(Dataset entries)
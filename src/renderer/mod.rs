//! 2D rendering module
//!
//! Everything is a rectangle: the border is stroked, the player and enemies
//! are filled squares centered on their positions.

#[cfg(target_arch = "wasm32")]
pub mod canvas;
pub mod commands;

#[cfg(target_arch = "wasm32")]
pub use canvas::CanvasRenderer;
pub use commands::{DrawCommand, DrawList};

use glam::Vec2;

use crate::settings::Settings;
use crate::sim::SessionState;

/// Minimal 2D drawing surface
pub trait DrawTarget {
    fn clear_rect(&mut self, x: f64, y: f64, width: f64, height: f64);
    fn stroke_rect(&mut self, x: f64, y: f64, width: f64, height: f64, color: &str, line_width: f64);
    fn fill_rect(&mut self, x: f64, y: f64, width: f64, height: f64, color: &str);
}

/// Fill a square of edge `size` centered on `center`
fn fill_square(target: &mut impl DrawTarget, center: Vec2, size: f32, color: &str) {
    let half = size / 2.0;
    target.fill_rect(
        (center.x - half) as f64,
        (center.y - half) as f64,
        size as f64,
        size as f64,
        color,
    );
}

/// Draw one frame: clear, border, player, enemies
pub fn draw_frame(target: &mut impl DrawTarget, state: &SessionState, settings: &Settings) {
    let width = state.field.width as f64;
    let height = state.field.height as f64;
    let palette = settings.palette;

    target.clear_rect(0.0, 0.0, width, height);
    target.stroke_rect(
        0.0,
        0.0,
        width,
        height,
        palette.border_color(),
        settings.border_width,
    );

    fill_square(target, state.player.pos, state.player.size, palette.player_color());
    for enemy in &state.enemies {
        fill_square(target, enemy.pos, enemy.size, palette.enemy_color());
    }
}

#[cfg(test)]
mod tests {
    use super::*;
    use crate::sim::{Enemy, Field};
    use crate::tuning::Tuning;

    #[test]
    fn test_draw_order_and_geometry() {
        let mut state = SessionState::new(1, Field::new(200.0, 100.0), Tuning::default());
        state.enemies.push(Enemy {
            pos: Vec2::new(-20.0, 50.0),
            vel: Vec2::ZERO,
            size: 20.0,
        });

        let mut list = DrawList::default();
        draw_frame(&mut list, &state, &Settings::default());

        assert_eq!(
            list.commands,
            vec![
                DrawCommand::Clear {
                    x: 0.0,
                    y: 0.0,
                    width: 200.0,
                    height: 100.0
                },
                DrawCommand::Stroke {
                    x: 0.0,
                    y: 0.0,
                    width: 200.0,
                    height: 100.0,
                    color: "white".to_string(),
                    line_width: 2.0
                },
                DrawCommand::Fill {
                    x: 90.0,
                    y: 40.0,
                    width: 20.0,
                    height: 20.0,
                    color: "white".to_string()
                },
                DrawCommand::Fill {
                    x: -30.0,
                    y: 40.0,
                    width: 20.0,
                    height: 20.0,
                    color: "red".to_string()
                },
            ]
        );
    }
}
//! Key-value persistence
//!
//! Scores and settings live in a flat string store keyed by fixed
//! identifiers. On the web that is `localStorage`; elsewhere an in-memory
//! map. Unreadable or malformed entries read back as defaults.

use std::collections::HashMap;

use crate::consts::{HIGH_SCORE_KEY, LEADERBOARD_KEY};
use crate::highscores::Leaderboard;

/// Flat string key-value store
pub trait KeyValueStore {
    fn get_item(&self, key: &str) -> Option<String>;
    fn set_item(&mut self, key: &str, value: &str);
}

/// In-memory store (native builds and tests)
#[derive(Debug, Clone, Default)]
pub struct MemoryStore {
    items: HashMap<String, String>,
}

impl MemoryStore {
    pub fn new() -> Self {
        Self::default()
    }
}

impl KeyValueStore for MemoryStore {
    fn get_item(&self, key: &str) -> Option<String> {
        self.items.get(key).cloned()
    }

    fn set_item(&mut self, key: &str, value: &str) {
        self.items.insert(key.to_string(), value.to_string());
    }
}

/// Browser `localStorage`
#[cfg(target_arch = "wasm32")]
pub struct LocalStore {
    storage: Option<web_sys::Storage>,
}

#[cfg(target_arch = "wasm32")]
impl LocalStore {
    /// Open the window's local storage; a missing store behaves as empty
    pub fn open() -> Self {
        let storage = web_sys::window()
            .and_then(|w| w.local_storage().ok())
            .flatten();
        if storage.is_none() {
            log::warn!("localStorage unavailable, scores will not persist");
        }
        Self { storage }
    }
}

#[cfg(target_arch = "wasm32")]
impl KeyValueStore for LocalStore {
    fn get_item(&self, key: &str) -> Option<String> {
        self.storage.as_ref()?.get_item(key).ok().flatten()
    }

    fn set_item(&mut self, key: &str, value: &str) {
        if let Some(storage) = &self.storage {
            if storage.set_item(key, value).is_err() {
                log::warn!("Failed to write '{}' to localStorage", key);
            }
        }
    }
}

/// Read the best score (0 when missing or malformed)
pub fn read_high_score(store: &impl KeyValueStore) -> u64 {
    let Some(raw) = store.get_item(HIGH_SCORE_KEY) else {
        return 0;
    };
    match raw.trim().parse::<u64>() {
        Ok(score) => score,
        Err(_) => {
            log::warn!("Ignoring malformed high score {:?}", raw);
            0
        }
    }
}

pub fn write_high_score(store: &mut impl KeyValueStore, score: u64) {
    store.set_item(HIGH_SCORE_KEY, &score.to_string());
}

/// Read the leaderboard (empty when missing or malformed)
pub fn read_leaderboard(store: &impl KeyValueStore) -> Leaderboard {
    let Some(json) = store.get_item(LEADERBOARD_KEY) else {
        return Leaderboard::new();
    };
    match serde_json::from_str::<Vec<u64>>(&json) {
        Ok(scores) => {
            log::info!("Loaded {} leaderboard scores", scores.len());
            Leaderboard::from_scores(scores)
        }
        Err(err) => {
            log::warn!("Ignoring malformed leaderboard: {}", err);
            Leaderboard::new()
        }
    }
}

pub fn write_leaderboard(store: &mut impl KeyValueStore, leaderboard: &Leaderboard) {
    match serde_json::to_string(leaderboard.scores()) {
        Ok(json) => store.set_item(LEADERBOARD_KEY, &json),
        Err(err) => log::warn!("Failed to serialize leaderboard: {}", err),
    }
}

#[cfg(test)]
mod tests {
    use super::*;

    #[test]
    fn test_missing_values_default() {
        let store = MemoryStore::new();
        assert_eq!(read_high_score(&store), 0);
        assert!(read_leaderboard(&store).is_empty());
    }

    #[test]
    fn test_malformed_values_default() {
        let mut store = MemoryStore::new();
        store.set_item(HIGH_SCORE_KEY, "lots");
        store.set_item(LEADERBOARD_KEY, "[1, 2,");
        assert_eq!(read_high_score(&store), 0);
        assert!(read_leaderboard(&store).is_empty());

        store.set_item(LEADERBOARD_KEY, r#"{"scores": [1]}"#);
        assert!(read_leaderboard(&store).is_empty());
    }

    #[test]
    fn test_high_score_round_trip() {
        let mut store = MemoryStore::new();
        write_high_score(&mut store, 1234);
        assert_eq!(store.get_item(HIGH_SCORE_KEY).as_deref(), Some("1234"));
        assert_eq!(read_high_score(&store), 1234);
    }

    #[test]
    fn test_leaderboard_round_trip() {
        let mut store = MemoryStore::new();
        let mut board = Leaderboard::new();
        for score in [40, 400, 4, 40] {
            board.record(score);
        }
        write_leaderboard(&mut store, &board);
        assert_eq!(store.get_item(LEADERBOARD_KEY).as_deref(), Some("[400,40,40,4]"));
        assert_eq!(read_leaderboard(&store), board);
    }

    #[test]
    fn test_unsorted_stored_leaderboard_is_normalized() {
        let mut store = MemoryStore::new();
        store.set_item(LEADERBOARD_KEY, "[3, 9, 1]");
        assert_eq!(read_leaderboard(&store).scores(), &[9, 3, 1]);
    }
}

■ Task requirements
Every line above that holds the string "white" should be returned.

■ Exercise output
                    color: "white".to_string(),
                    color: "white".to_string()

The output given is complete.